Benchmarking GPUs with a parallel Lattice-Boltzmann code

Accelerators are an increasingly common option to boost performance of codes that require extensive number crunching. In this paper we report on our experience with NVIDIA accelerators to study fluid systems using the Lattice Boltzmann (LB) method. The regular structure of LB algorithms makes them suitable for processor architectures with a large degree of parallelism, such as recent multi- and many-core processors and GPUs; however, the challenge of exploiting a large fraction of the theoretically available performance of this new class of processors is not easily met.

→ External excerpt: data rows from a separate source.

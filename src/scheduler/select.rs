use super::Criterion;
use super::policy::is_more_urgent;
use crate::core::{Process, Ticks};

/// Index of the most urgent process in `window`, or `None` if it is empty.
///
/// Linear scan against the running best; the urgency relation is not a total
/// order across time, so this is never handed to a general-purpose sort.
pub fn pick_best(window: &[Process], criterion: Criterion, now: Ticks) -> Option<usize> {
    let mut candidates = window.iter().enumerate();
    let (mut best, mut best_process) = candidates.next()?;
    for (index, process) in candidates {
        if is_more_urgent(process, best_process, criterion, now) {
            best = index;
            best_process = process;
        }
    }
    Some(best)
}

/// Repeatedly swap the best of the remaining suffix to its front.
pub fn selection_sort(window: &mut [Process], criterion: Criterion, now: Ticks) {
    for i in 0..window.len() {
        if let Some(best) = pick_best(&window[i..], criterion, now) {
            window.swap(i, i + best);
        }
    }
}
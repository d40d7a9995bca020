use std::path::PathBuf;

use thiserror::Error;

use super::state::{ProcessId, Ticks};
use super::timeline::Runner;
use crate::scheduler::Criterion;

pub type SimResult<T> = Result<T, SimError>;

/// Rejected before any simulation state exists.
#[derive(Error, Debug)]
pub enum ConfigError {
    #[error("process count must be positive")]
    ZeroProcessCount,

    #[error("burst scale must be positive")]
    ZeroBurstScale,

    #[error("I/O scale must be positive")]
    ZeroIoScale,

    #[error("round-robin quantum must be positive")]
    ZeroQuantum,

    #[error("unknown criterion '{0}'. Valid: fcfs, sjf, priority, aging, rr, dynamic")]
    UnknownCriterion(String),

    #[error("failed to read config {path}: {source}")]
    Read {
        path: PathBuf,
        #[source]
        source: std::io::Error,
    },

    #[error("malformed config: {0}")]
    Parse(#[from] serde_json::Error),
}

#[derive(Error, Debug)]
pub enum SimError {
    #[error(transparent)]
    Config(#[from] ConfigError),

    #[error("workload contains no processes")]
    EmptyWorkload,

    #[error("process #{id} has a zero CPU burst")]
    ZeroBurst { id: ProcessId },

    #[error("zero-length run requested for {runner} at t={at}")]
    ZeroDuration { runner: Runner, at: Ticks },

    #[error("process #{id} is already exhausted at t={at}")]
    ProcessExhausted { id: ProcessId, at: Ticks },

    #[error("{criterion} stalled at t={at}: {remaining} processes unfinished but no arrivals left")]
    ArrivalsExhausted {
        criterion: Criterion,
        at: Ticks,
        remaining: usize,
    },
}
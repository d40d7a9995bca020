pub mod perturb;
pub mod policy;
pub mod select;

use std::fmt;
use std::str::FromStr;

use serde::{Deserialize, Serialize};

use crate::core::{ConfigError, Ticks};
pub use perturb::{FrozenPerturber, Perturber, SeededPerturber};
pub use policy::{is_more_urgent, urgency};
pub use select::{pick_best, selection_sort};

/// Base of the aging score; must lie in (0, 1).
pub const AGING_FACTOR: f64 = 0.75;

pub const DEFAULT_QUANTUM: Ticks = 10;

/// Ordering key used to pick the next process.
#[derive(Debug, Clone, Copy, PartialEq, Eq, Hash, Serialize, Deserialize)]
#[serde(rename_all = "snake_case")]
pub enum Criterion {
    Fcfs,
    Sjf,
    Priority,
    Aging,
    RoundRobin,
    DynamicPriority,
}

impl Criterion {
    pub const ALL: [Criterion; 6] = [
        Criterion::Fcfs,
        Criterion::Sjf,
        Criterion::Priority,
        Criterion::Aging,
        Criterion::RoundRobin,
        Criterion::DynamicPriority,
    ];

    /// Ticking criteria change their ranking as time passes, so preemptive
    /// runs re-evaluate them every tick.
    pub const fn is_ticking(self) -> bool {
        matches!(self, Criterion::Aging)
    }

    pub const fn as_str(self) -> &'static str {
        match self {
            Criterion::Fcfs => "fcfs",
            Criterion::Sjf => "sjf",
            Criterion::Priority => "priority",
            Criterion::Aging => "aging",
            Criterion::RoundRobin => "round_robin",
            Criterion::DynamicPriority => "dynamic_priority",
        }
    }
}

impl fmt::Display for Criterion {
    fn fmt(&self, f: &mut fmt::Formatter<'_>) -> fmt::Result {
        f.write_str(self.as_str())
    }
}

impl FromStr for Criterion {
    type Err = ConfigError;

    fn from_str(s: &str) -> Result<Self, Self::Err> {
        match s.to_lowercase().as_str() {
            "fcfs" | "fifo" => Ok(Criterion::Fcfs),
            "sjf" => Ok(Criterion::Sjf),
            "priority" | "prio" => Ok(Criterion::Priority),
            "aging" => Ok(Criterion::Aging),
            "round_robin" | "roundrobin" | "rr" => Ok(Criterion::RoundRobin),
            "dynamic_priority" | "dynamic" => Ok(Criterion::DynamicPriority),
            _ => Err(ConfigError::UnknownCriterion(s.to_string())),
        }
    }
}
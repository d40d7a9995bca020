pub mod core;
pub mod scheduler;
pub mod sim;

pub use crate::core::{ConfigError, Process, ProcessFactory, SimError, Timeline};
pub use crate::scheduler::{Criterion, Perturber};
pub use crate::sim::{RunOutcome, RunParams, RunReport, Sim, SimConfig};
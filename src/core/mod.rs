pub mod error;
pub mod observer;
pub mod state;
pub mod timeline;

pub use error::{ConfigError, SimError, SimResult};
pub use observer::Observer;
pub use state::{Priority, Process, ProcessFactory, ProcessId, Ticks};
pub use timeline::{Interval, Runner, Timeline};
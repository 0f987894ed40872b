//! Error taxonomy for the chat core.
//!
//! Per-session faults never propagate past the session boundary; gateway
//! failures never reach the hub's hot path.

use thiserror::Error;

/// An inbound frame failed validation at the session boundary.
///
/// Tolerated up to a configured threshold, then the session is closed.
#[derive(Debug, Error)]
pub enum FrameError {
    #[error("malformed frame: {0}")]
    Malformed(#[from] serde_json::Error),

    #[error("message body is empty")]
    EmptyBody,

    #[error("message body is {size} bytes, maximum is {max}")]
    BodyTooLarge { size: usize, max: usize },
}

/// Joining a room failed before a session was created.
#[derive(Debug, Error)]
pub enum JoinError {
    #[error("room '{0}' not found")]
    RoomNotFound(String),

    #[error("user '{user}' is not a member of room '{room}'")]
    NotAMember { room: String, user: String },

    #[error("room directory unavailable: {0}")]
    DirectoryUnavailable(#[from] DirectoryError),
}

/// The message store failed to serve a request.
#[derive(Debug, Error)]
pub enum StoreError {
    #[error("message store unavailable: {0}")]
    Unavailable(String),
}

/// The room directory collaborator failed to serve a request.
#[derive(Debug, Error)]
pub enum DirectoryError {
    #[error("room directory unavailable: {0}")]
    Unavailable(String),
}
//! Shutdown signal handling.

use tokio::signal;

/// Resolve once SIGINT (Ctrl+C) or SIGTERM is received.
pub async fn shutdown_signal() {
    let ctrl_c = async {
        signal::ctrl_c()
            .await
            .expect("failed to install Ctrl+C handler");
    };

    #[cfg(unix)]
    let terminate = async {
        signal::unix::signal(signal::unix::SignalKind::terminate())
            .expect("failed to install SIGTERM handler")
            .recv()
            .await;
    };

    #[cfg(not(unix))]
    let terminate = std::future::pending::<()>();

    tokio::select! {
        _ = ctrl_c => {},
        _ = terminate => {},
    }

    tracing::info!("shutdown signal received");
}
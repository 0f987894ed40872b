//! Logging setup utilities for the chat server.

use tracing_subscriber::{layer::SubscriberExt, util::SubscriberInitExt};

/// Initialize the tracing subscriber with the specified default log level.
///
/// The log level can be overridden using the `RUST_LOG` environment variable.
///
/// # Arguments
///
/// * `binary_name` - The name of the binary (e.g., "server")
/// * `default_log_level` - The default log level (e.g., "debug", "info")
pub fn setup_logger(binary_name: &str, default_log_level: &str) {
    tracing_subscriber::registry()
        .with(
            tracing_subscriber::EnvFilter::try_from_default_env().unwrap_or_else(|_| {
                format!(
                    "{}={},{}={},tower_http={}",
                    env!("CARGO_PKG_NAME").replace("-", "_"),
                    default_log_level,
                    binary_name,
                    default_log_level,
                    default_log_level
                )
                .into()
            }),
        )
        .with(tracing_subscriber::fmt::layer())
        .init();
}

We consider a state-of-the-art two-dimensional LB model based on 37 populations (a D2Q37 model), that accurately reproduces the thermo-hydrodynamics of a 2D-fluid obeying the equation-of-state of a perfect gas. The computational features of this model make it a significant benchmark to analyze the performance of new computational platforms, since critical kernels in this code require both high memory-bandwidth on sparse memory addressing patterns and floating-point throughput. In this paper we consider two recent classes of GPU boards based on the Fermi and Kepler architectures; we describe in details all steps done to implement and optimize our LB code and analyze its performance first on single-GPU systems, and then on parallel multi-GPU systems based on one node as well as on a cluster of many nodes; in the latter case we use CUDA-aware MPI as an abstraction layer to assess the advantages of advanced GPU-to-GPU communication technologies like GPUDirect. On our implementation, aggregate sustained performance of the most compute intensive part of the code breaks the $1$ double-precision Tflops barrier on a single-host system with two GPUs.